The final performance was a collaboration between man and machine that included analyzing words and sentiment in articles on business and technology, categorizing words according to sentiments, matching each emotion with a musical element, and then putting those files into the hands of a composer who arranged the AI-generated melodies. Data visualists created an accompanying visual presentation for a full multimedia experience. The futuristic performance is scheduled to soon go on a global tour.

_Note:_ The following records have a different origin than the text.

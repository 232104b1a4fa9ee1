//! Building blocks for one TeX conversion.
//!
//! ## Data Flow
//!
//! ```text
//! workspace ──▶ transfer ──▶ engine ──▶ transfer ──▶ workspace
//!  (create)     (stage .tex)  (run ×N)   (read .aux/.pdf/.log)  (remove)
//! ```
//!
//! 1. [`workspace`]: private temporary directory with fixed file names, plus
//!    the recursive removal used to tear it down
//! 2. [`transfer`]: whole-file reads and writes with path-specific errors
//! 3. [`engine`]: format pair → engine mapping and the child-process
//!    runner; the only stage that launches anything

pub mod engine;
pub mod transfer;
pub mod workspace;
//! Result types returned by a conversion.

use crate::error::TexError;
use serde::{Deserialize, Serialize};
use std::path::PathBuf;

/// The outcome of one conversion.
///
/// Exactly one of two shapes holds:
///
/// * **success**: `output` is `Some`, `diagnostic` describes what was
///   generated (followed by the engine log, if one was written);
/// * **failure**: `output` is `None`, `diagnostic` describes the cause
///   (again followed by the engine log when there is one).
///
/// The diagnostic is always meaningful, so callers should log it either way.
#[derive(Debug, Clone, PartialEq, Eq)]
pub struct ConversionResult {
    /// The rendered DVI or PDF bytes, present only on success.
    pub output: Option<Vec<u8>>,
    /// Human-readable account of what happened.
    pub diagnostic: String,
    /// Counters describing the work done.
    pub stats: ConversionStats,
}

impl ConversionResult {
    pub(crate) fn failure(diagnostic: String, stats: ConversionStats) -> Self {
        Self {
            output: None,
            diagnostic,
            stats,
        }
    }

    /// Whether the conversion produced output.
    pub fn is_success(&self) -> bool {
        self.output.is_some()
    }

    /// Convert into a `Result`, turning a failed conversion into
    /// [`TexError::ConversionFailed`] with the full diagnostic.
    pub fn into_result(self) -> Result<Vec<u8>, TexError> {
        match self.output {
            Some(bytes) => Ok(bytes),
            None => Err(TexError::ConversionFailed {
                diagnostic: self.diagnostic,
            }),
        }
    }
}

/// Counters for one conversion.
#[derive(Debug, Clone, Default, PartialEq, Eq, Serialize, Deserialize)]
pub struct ConversionStats {
    /// Engine command selected for the request; None if validation failed.
    pub engine: Option<String>,
    /// Engine passes that were started.
    pub runs: u32,
    /// Size of the source document.
    pub source_bytes: usize,
    /// Size of the rendered output; 0 on failure.
    pub output_bytes: usize,
    /// Wall-clock time of the whole conversion, including cleanup.
    pub total_duration_ms: u64,
}

/// A document written by [`crate::convert::convert_to_file`].
#[derive(Debug, Clone, PartialEq, Eq, Serialize)]
pub struct FileConversion {
    /// Where the document now lives.
    pub path: PathBuf,
    /// Success line followed by the engine log, as in [`ConversionResult`].
    pub diagnostic: String,
    pub stats: ConversionStats,
}

#[cfg(test)]
mod tests {
    use super::*;

    #[test]
    fn failure_has_no_output() {
        let r = ConversionResult::failure("boom".into(), ConversionStats::default());
        assert!(!r.is_success());
        let err = r.into_result().unwrap_err();
        assert!(matches!(err, TexError::ConversionFailed { .. }));
        assert_eq!(err.to_string(), "boom");
    }

    #[test]
    fn success_into_result_yields_bytes() {
        let r = ConversionResult {
            output: Some(b"%PDF-1.5".to_vec()),
            diagnostic: "Generated PDF (8 bytes) from LaTeX (10 bytes) after 2 runs.".into(),
            stats: ConversionStats::default(),
        };
        assert!(r.is_success());
        assert_eq!(r.into_result().unwrap(), b"%PDF-1.5");
    }

    #[test]
    fn stats_serialise_to_json() {
        let stats = ConversionStats {
            engine: Some("pdflatex".into()),
            runs: 2,
            source_bytes: 10,
            output_bytes: 8,
            total_duration_ms: 1500,
        };
        let json = serde_json::to_string(&stats).unwrap();
        assert!(json.contains("\"engine\":\"pdflatex\""), "got: {json}");
        assert!(json.contains("\"runs\":2"), "got: {json}");
    }
}
//! Configuration types for TeX conversion.
//!
//! What to convert lives in [`crate::ConversionRequest`]; how to convert it
//! lives here: where workspaces are created, which [`EngineRunner`] launches
//! the engine, and who hears about progress. None of these change the
//! conversion's result for a working engine, so one config can be shared by
//! any number of requests and threads.

use crate::error::TexError;
use crate::pipeline::engine::{EngineRunner, ProcessRunner};
use crate::progress::{ConversionProgressCallback, ProgressCallback};
use std::ffi::OsString;
use std::fmt;
use std::path::{Path, PathBuf};
use std::sync::Arc;

/// Default run budget used by the CLI and [`crate::ConversionRequest::latex_to_pdf`].
///
/// Most documents settle after two or three passes; five leaves room for
/// bibliographies and back-references.
pub const DEFAULT_MAX_RUNS: i32 = 5;

/// Environment variable naming the base directory for workspaces.
pub const TEMP_DIR_ENV: &str = "TMPDIR";

/// Base directory used when neither the config nor the environment names one.
pub const FALLBACK_TEMP_DIR: &str = "/tmp";

/// Configuration for a TeX conversion.
///
/// Built via [`ConversionConfig::builder()`] or using
/// [`ConversionConfig::default()`].
///
/// # Example
/// ```rust
/// use tex2doc::ConversionConfig;
///
/// let config = ConversionConfig::builder()
///     .temp_dir("/var/tmp")
///     .build()
///     .unwrap();
/// ```
#[derive(Clone, Default)]
pub struct ConversionConfig {
    /// Base directory for workspaces. If None, resolved per conversion from
    /// `$TMPDIR`, falling back to `/tmp`.
    pub temp_dir: Option<PathBuf>,

    /// Pre-constructed engine runner. If None, uses [`ProcessRunner`].
    pub runner: Option<Arc<dyn EngineRunner>>,

    /// Optional run-event callback. Default: None.
    pub progress_callback: Option<ProgressCallback>,
}

impl fmt::Debug for ConversionConfig {
    fn fmt(&self, f: &mut fmt::Formatter<'_>) -> fmt::Result {
        f.debug_struct("ConversionConfig")
            .field("temp_dir", &self.temp_dir)
            .field("runner", &self.runner.as_ref().map(|_| "<dyn EngineRunner>"))
            .field(
                "progress_callback",
                &self
                    .progress_callback
                    .as_ref()
                    .map(|_| "<dyn ConversionProgressCallback>"),
            )
            .finish()
    }
}

impl ConversionConfig {
    /// Create a new builder for `ConversionConfig`.
    pub fn builder() -> ConversionConfigBuilder {
        ConversionConfigBuilder {
            config: Self::default(),
        }
    }

    /// Base directory for the next workspace.
    ///
    /// Order: configured `temp_dir`, then `$TMPDIR` if set and non-empty,
    /// then `/tmp`. Read fresh on every call.
    pub fn resolve_temp_base(&self) -> PathBuf {
        temp_base(self.temp_dir.as_deref(), std::env::var_os(TEMP_DIR_ENV))
    }

    /// The configured runner, or the process runner.
    pub(crate) fn engine_runner(&self) -> Arc<dyn EngineRunner> {
        match self.runner {
            Some(ref runner) => Arc::clone(runner),
            None => Arc::new(ProcessRunner),
        }
    }
}

/// An empty environment value counts as unset.
fn temp_base(configured: Option<&Path>, env: Option<OsString>) -> PathBuf {
    if let Some(dir) = configured {
        return dir.to_path_buf();
    }
    match env {
        Some(dir) if !dir.is_empty() => PathBuf::from(dir),
        _ => PathBuf::from(FALLBACK_TEMP_DIR),
    }
}

/// Builder for [`ConversionConfig`].
pub struct ConversionConfigBuilder {
    config: ConversionConfig,
}

impl fmt::Debug for ConversionConfigBuilder {
    fn fmt(&self, f: &mut fmt::Formatter<'_>) -> fmt::Result {
        f.debug_struct("ConversionConfigBuilder")
            .field("config", &self.config)
            .finish()
    }
}

impl ConversionConfigBuilder {
    pub fn temp_dir(mut self, dir: impl Into<PathBuf>) -> Self {
        self.config.temp_dir = Some(dir.into());
        self
    }

    pub fn runner(mut self, runner: Arc<dyn EngineRunner>) -> Self {
        self.config.runner = Some(runner);
        self
    }

    pub fn progress_callback(mut self, cb: Arc<dyn ConversionProgressCallback>) -> Self {
        self.config.progress_callback = Some(cb);
        self
    }

    /// Build the configuration, validating constraints.
    pub fn build(self) -> Result<ConversionConfig, TexError> {
        if let Some(ref dir) = self.config.temp_dir {
            if dir.as_os_str().is_empty() {
                return Err(TexError::InvalidConfig(
                    "temp_dir must not be empty".into(),
                ));
            }
        }
        Ok(self.config)
    }
}

#[cfg(test)]
mod tests {
    use super::*;

    #[test]
    fn configured_temp_dir_wins() {
        let config = ConversionConfig::builder()
            .temp_dir("/srv/scratch")
            .build()
            .unwrap();
        assert_eq!(config.resolve_temp_base(), PathBuf::from("/srv/scratch"));
    }

    #[test]
    fn empty_temp_dir_is_rejected() {
        let err = ConversionConfig::builder().temp_dir("").build().unwrap_err();
        assert!(err.to_string().contains("temp_dir"));
    }

    #[test]
    fn default_has_no_overrides() {
        let config = ConversionConfig::default();
        assert!(config.temp_dir.is_none());
        assert!(config.runner.is_none());
        assert!(config.progress_callback.is_none());
        let dbg = format!("{config:?}");
        assert!(dbg.contains("ConversionConfig"));
    }

    #[test]
    fn tmpdir_overrides_fallback() {
        let base = temp_base(None, Some(OsString::from("/var/scratch")));
        assert_eq!(base, PathBuf::from("/var/scratch"));
    }

    #[test]
    fn empty_tmpdir_counts_as_unset() {
        assert_eq!(temp_base(None, Some(OsString::new())), PathBuf::from("/tmp"));
    }

    #[test]
    fn unset_tmpdir_falls_back_to_tmp() {
        assert_eq!(temp_base(None, None), PathBuf::from(FALLBACK_TEMP_DIR));
    }

    #[test]
    fn configured_dir_beats_tmpdir() {
        let base = temp_base(
            Some(Path::new("/srv/scratch")),
            Some(OsString::from("/var/scratch")),
        );
        assert_eq!(base, PathBuf::from("/srv/scratch"));
    }

    #[test]
    fn env_resolution_is_never_empty() {
        // $TMPDIR may or may not be set in the test environment; either way
        // the result is a usable, non-empty path.
        let base = ConversionConfig::default().resolve_temp_base();
        assert!(!base.as_os_str().is_empty());
    }
}
//! # tex2doc
//!
//! Compile TeX and LaTeX sources to DVI or PDF, rerunning the engine until
//! cross-references settle.
//!
//! ## Why this crate?
//!
//! Shelling out to `pdflatex` once is easy; getting a *finished* document is
//! not. Labels, citations and tables of contents are resolved through the
//! `.aux` file, so a single pass leaves `??` where references should be.
//! Running the engine a fixed number of times wastes seconds on simple
//! documents and still undershoots on complex ones. This crate reruns the
//! engine until the `.aux` file stops changing, in a private scratch directory
//! that is always cleaned up, and hands back the bytes plus a diagnostic that
//! includes the engine log.
//!
//! ## Pipeline Overview
//!
//! ```text
//! source bytes
//!  │
//!  ├─ 1. Validate   format pair → engine, max_runs ≥ 2
//!  ├─ 2. Workspace  <tmp>/tex2doc-temp-XXXXXX
//!  ├─ 3. Stage      write texput.tex
//!  ├─ 4. Run ×N     tex | pdftex | latex | pdflatex, until texput.aux is stable
//!  ├─ 5. Collect    read texput.dvi / texput.pdf, append texput.log
//!  └─ 6. Cleanup    recursive removal (failure overrides the result)
//! ```
//!
//! ## Quick Start
//!
//! ```rust,no_run
//! use tex2doc::{convert, escape_latex};
//!
//! let body = escape_latex("Profit: 100% & rising");
//! let source = format!(
//!     "\\documentclass{{article}}\\begin{{document}}{body}\\end{{document}}"
//! );
//!
//! let result = convert(source.as_bytes(), "LaTeX", "PDF", 5);
//! match result.output {
//!     Some(pdf) => std::fs::write("profit.pdf", pdf).unwrap(),
//!     None => eprintln!("conversion failed:\n{}", result.diagnostic),
//! }
//! ```
//!
//! ## Engines
//!
//! | Source | Destination | Engine     |
//! |--------|-------------|------------|
//! | `TeX`   | `DVI`      | `tex`      |
//! | `TeX`   | `PDF`      | `pdftex`   |
//! | `LaTeX` | `DVI`      | `latex`    |
//! | `LaTeX` | `PDF`      | `pdflatex` |
//!
//! Engines are found on `PATH` and run with
//! `-interaction=batchmode -halt-on-error -no-shell-escape -file-line-error`.
//!
//! ## Feature Flags
//!
//! | Feature | Default | Description |
//! |---------|---------|-------------|
//! | `cli`   | on      | Enables the `tex2doc` binary (clap + anyhow + tracing-subscriber + indicatif) |
//!
//! Disable `cli` when using only the library:
//! ```toml
//! tex2doc = { version = "0.1", default-features = false }
//! ```

// ── Modules ──────────────────────────────────────────────────────────────

pub mod config;
pub mod convert;
pub mod error;
pub mod escape;
pub mod output;
pub mod pipeline;
pub mod progress;

// ── Re-exports ───────────────────────────────────────────────────────────

pub use config::{ConversionConfig, ConversionConfigBuilder, DEFAULT_MAX_RUNS};
pub use convert::{convert, convert_async, convert_to_file, convert_with, ConversionRequest};
pub use error::TexError;
pub use escape::{escape_latex, escape_latex_char};
pub use output::{ConversionResult, ConversionStats, FileConversion};
pub use pipeline::engine::{DestFormat, Engine, EngineRunner, ProcessRunner, SourceFormat};
pub use pipeline::transfer::{read_file, write_file};
pub use pipeline::workspace::remove_dir_recursive;
pub use progress::{ConversionProgressCallback, NoopProgressCallback, ProgressCallback};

(Read the full article at CBSNews)

4 – Algorithm Could Enable Visible-Light-Based Imaging for Medical Devices, Autonomous Vehicles

A team of researchers from MIT media lab have created an algorithmic approach that could be a seminal next step in creating next-generation medical-imaging and autonomous-vehicle-imaging systems. The “All Photons Imaging” (API) approach “recovers visual information” from light scattered as an effect of its environment. Using laser beams and a high-speed camera, the researchers have been able to successfully demonstrate light’s time of arrival by reconstructing an accurate image of a pattern cut into a “mask”, a thick sheet of plastic, and then a slab of material designed to mimic human tissue. Continuing to make innovations in this line of study is important, as information from light is much more true-to-life than that gathered through X-Rays or ultrasound waves, and it also allows for images to be better seen in ambiguous situations (i.e. fog or mist) – an existing problem for visioning systems in self-driving cars. The group published its results this week in Scientific Reports.


(Read the full article at MIT News and the research report on Scientific Reports)

5 – IBM Unveils Industry’s First Platform to Integrate All Data Types for AI-Powered Decision-Making

On Wednesday, IBM introduced it’s data-driven, cloud-based platform, Project Dataworks, which integrates and streamlines the processing of different types of data (such as IoT, social media, enterprise databases, etc.) in one place. Core cognitive capabilities are part of the underlying solution, with cognitive-based machine learning in place to help escalate the discovery of patterns and models from data. According to IBM, the platform was designed using the same approach done with The Weather Company (an IBM business), which includes flexible data architecture, rapid digestion of many data sources (increased from 50 to hundreds of Gbps), and internet-scale data and analytics. The platform, which is available on IBM’s Bluemix, will likely be leveraged by data analysts and other professionals looking to connect various forms of data and gain insights to help improve customer experiences and transform business models.